This question is almost word for word what you're looking for.

The various prune options (git remote update --prune, git remote prune, git fetch --prune) only delete remote-tracking branches.1

You'll need to manually delete local branches you no longer want, or change or remove their upstream setting if the remote-tracking branch no longer exists. Note that each local branch can record a remote and/or branch that do not now, or even never did, exist. In this case Git mostly acts as if those local branches have no upstream set, except that since version 1.8.5, several commands report the upstream as "gone" or otherwise invalid, and may suggest using --unset-upstream.
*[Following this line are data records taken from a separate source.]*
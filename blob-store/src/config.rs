//! Blob store configuration
//!
//! Central location for connection constants and the [`BlobStoreConfig`]
//! resolved from the environment at startup.

use std::time::Duration;

// ===== Connection =====

/// Environment variable overriding the connection target
pub const BLOB_STORE_URL_ENV: &str = "BLOB_STORE_URL";

/// Logical database holding the blob collection.
/// The default connection target is the database file of the same name.
pub const DATABASE_NAME: &str = "bookstore_blob";

/// Local connection target used when the environment does not provide one
pub const DEFAULT_BLOB_STORE_URL: &str = "sqlite://bookstore_blob.db?mode=rwc";

/// Collection (table) holding one record per book
pub const COLLECTION_NAME: &str = "book_content";

/// Upper bound on establishing the connection.
/// Construction must never hang on an unreachable store.
pub const CONNECT_TIMEOUT: Duration = Duration::from_secs(2);

/// How long a statement waits on a locked database before failing
pub const BUSY_TIMEOUT: Duration = Duration::from_secs(5);

/// Pool size for file-backed stores
pub const MAX_CONNECTIONS: u32 = 5;

/// Connection settings for a [`crate::storage::BlobStore`]
#[derive(Debug, Clone, PartialEq, Eq)]
pub struct BlobStoreConfig {
    pub url: String,
    pub collection: String,
    pub connect_timeout: Duration,
    pub max_connections: u32,
}

impl Default for BlobStoreConfig {
    fn default() -> Self {
        Self {
            url: DEFAULT_BLOB_STORE_URL.to_string(),
            collection: COLLECTION_NAME.to_string(),
            connect_timeout: CONNECT_TIMEOUT,
            max_connections: MAX_CONNECTIONS,
        }
    }
}

impl BlobStoreConfig {
    /// Resolve the connection target from `BLOB_STORE_URL`, falling back to
    /// the local default when it is unset or blank.
    pub fn from_env() -> Self {
        let url = std::env::var(BLOB_STORE_URL_ENV)
            .ok()
            .filter(|url| !url.trim().is_empty());

        match url {
            Some(url) => Self::default().with_url(url),
            None => Self::default(),
        }
    }

    pub fn with_url(mut self, url: impl Into<String>) -> Self {
        self.url = url.into();
        self
    }

    pub fn with_collection(mut self, collection: impl Into<String>) -> Self {
        self.collection = collection.into();
        self
    }

    /// Whether the target is a private in-memory database.
    /// Each in-memory connection is its own database, so the pool must
    /// keep exactly one.
    pub fn is_in_memory(&self) -> bool {
        self.url.contains(":memory:") || self.url.contains("mode=memory")
    }
}
//! Turning an invocation outcome into output and an exit status.

use super::Outcome;
use crate::parser::Stream;
use serde_json::Value;
use std::io::{self, Write};

/// Hook deciding what an invocation prints and which status it exits with.
///
/// Replace it through [`EntrypointBuilder::reporter`](super::EntrypointBuilder::reporter)
/// to, for example, pretty-print return values or log failures elsewhere.
pub trait Reporter {
    /// Write `outcome` to `out`/`err` and return the exit status
    fn report(
        &self,
        name: &str,
        outcome: &Outcome,
        out: &mut dyn Write,
        err: &mut dyn Write,
    ) -> io::Result<i32>;
}

/// Default reporter.
///
/// Strings are printed verbatim, `null` prints nothing and every other
/// value is printed as compact JSON. Function errors go to the error
/// stream with their full context chain.
#[derive(Clone, Copy, Debug, Default)]
pub struct ConsoleReporter;

impl Reporter for ConsoleReporter {
    fn report(
        &self,
        name: &str,
        outcome: &Outcome,
        out: &mut dyn Write,
        err: &mut dyn Write,
    ) -> io::Result<i32> {
        match outcome {
            Outcome::Returned(value) => {
                match value {
                    Value::Null => {}
                    Value::String(text) => writeln!(out, "{}", text)?,
                    other => writeln!(out, "{}", other)?,
                }
                out.flush()?;
            }
            Outcome::Failed(error) => {
                writeln!(err, "{}: {:#}", name, error)?;
            }
            Outcome::Exited(exit) => match exit.stream {
                Stream::Stdout => {
                    write!(out, "{}", exit.message)?;
                    out.flush()?;
                }
                Stream::Stderr => write!(err, "{}", exit.message)?,
            },
            Outcome::Broken(error) => {
                writeln!(err, "{}: internal error: {}", name, error)?;
            }
        }
        Ok(outcome.exit_code())
    }
}
//! Parameter classification.
//!
//! Rust has no runtime signature introspection, so the function author
//! declares the parameters once with [`Param`] and [`Signature::new`]
//! classifies them into [`ParameterDescriptor`]s. Everything downstream
//! consumes only the descriptor list.
//!
//! ```
//! use entrypoint::{Param, ParameterKind, Signature};
//!
//! let signature = Signature::new([
//!     Param::plain("first"),
//!     Param::var_positional("args"),
//!     Param::keyword_only("x"),
//!     Param::var_keyword("kwargs"),
//! ])
//! .unwrap();
//!
//! assert_eq!(signature.len(), 4);
//! assert_eq!(signature.get("x").unwrap().kind, ParameterKind::KeywordOnly);
//! assert!(signature.var_keyword().is_some());
//! ```

mod hint;
mod param;

pub use hint::TypeHint;
pub use param::{DeclaredKind, Param, ParameterDescriptor, ParameterKind};

use crate::error::{SetupError, SetupResult};
use std::collections::HashSet;

/// Ordered, classified parameter list of one function
#[derive(Clone, Debug, Default, PartialEq)]
pub struct Signature {
    params: Vec<ParameterDescriptor>,
}

impl Signature {
    /// Classify declared parameters, failing fast on anything the
    /// dispatcher could not feed.
    pub fn new(params: impl IntoIterator<Item = Param>) -> SetupResult<Self> {
        let params = classify(params)?;
        Ok(Self { params })
    }

    /// Signature of a function that takes nothing
    pub fn empty() -> Self {
        Self::default()
    }

    /// Look up a parameter by name
    pub fn get(&self, name: &str) -> Option<&ParameterDescriptor> {
        self.params.iter().find(|p| p.name == name)
    }

    /// The variadic keyword parameter, if declared
    pub fn var_keyword(&self) -> Option<&ParameterDescriptor> {
        self.params.last().filter(|p| p.kind == ParameterKind::VarKeyword)
    }

    /// Iterate in declaration order
    pub fn iter(&self) -> impl Iterator<Item = &ParameterDescriptor> {
        self.params.iter()
    }

    /// Number of parameters
    pub fn len(&self) -> usize {
        self.params.len()
    }

    /// Whether the function takes no parameters
    pub fn is_empty(&self) -> bool {
        self.params.is_empty()
    }
}

/// Turn declared parameters into descriptors, enforcing the shape rules of
/// a callable signature.
pub fn classify(params: impl IntoIterator<Item = Param>) -> SetupResult<Vec<ParameterDescriptor>> {
    let mut seen = HashSet::new();
    let mut descriptors: Vec<ParameterDescriptor> = Vec::new();

    for param in params {
        let name = param.name().to_string();
        if name.is_empty() {
            return Err(SetupError::signature("parameter names must not be empty"));
        }
        if !seen.insert(name.clone()) {
            return Err(SetupError::signature(format!("duplicate parameter `{}`", name)));
        }
        if descriptors
            .last()
            .is_some_and(|p| p.kind == ParameterKind::VarKeyword)
        {
            return Err(SetupError::signature(format!(
                "parameter `{}` follows the variadic keyword parameter, which must be last",
                name
            )));
        }

        let kind = match param.kind() {
            DeclaredKind::PositionalOrKeyword => {
                if descriptors.iter().any(|p| {
                    matches!(p.kind, ParameterKind::VarPositional | ParameterKind::KeywordOnly)
                }) {
                    return Err(SetupError::signature(format!(
                        "positional parameter `{}` follows a variadic positional or keyword-only parameter",
                        name
                    )));
                }
                ParameterKind::Plain
            }
            DeclaredKind::VarPositional => {
                if descriptors.iter().any(|p| p.kind == ParameterKind::VarPositional) {
                    return Err(SetupError::signature(format!(
                        "`{}` is a second variadic positional parameter",
                        name
                    )));
                }
                if descriptors.iter().any(|p| p.kind == ParameterKind::KeywordOnly) {
                    return Err(SetupError::signature(format!(
                        "variadic positional parameter `{}` follows a keyword-only parameter",
                        name
                    )));
                }
                ParameterKind::VarPositional
            }
            DeclaredKind::KeywordOnly => ParameterKind::KeywordOnly,
            DeclaredKind::VarKeyword => ParameterKind::VarKeyword,
            other @ DeclaredKind::PositionalOnly => {
                return Err(SetupError::InvalidParameterKind {
                    name,
                    kind: other.to_string(),
                });
            }
        };

        if matches!(kind, ParameterKind::VarPositional | ParameterKind::VarKeyword)
            && param.default().is_some()
        {
            return Err(SetupError::signature(format!(
                "variadic parameter `{}` cannot have a default value",
                name
            )));
        }

        descriptors.push(ParameterDescriptor {
            name,
            kind,
            default: param.default().cloned(),
            annotation: param.annotation(),
        });
    }

    Ok(descriptors)
}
1More precisely, they delete destination refs after doing the refspec mapping from the command line or fetch lines from the configuration. Hence, for fetch mirrors, they can delete local branches. Most clones are not set up as fetch mirrors, though.

There were some recent bug fixes for complex mappings, to make sure that Git did not prune a mapped branch in some cases when it should not. For any normal repository—ordinary clone or pure fetch mirror—these fixes have no effect; they matter only if you have complicated fetch configurations.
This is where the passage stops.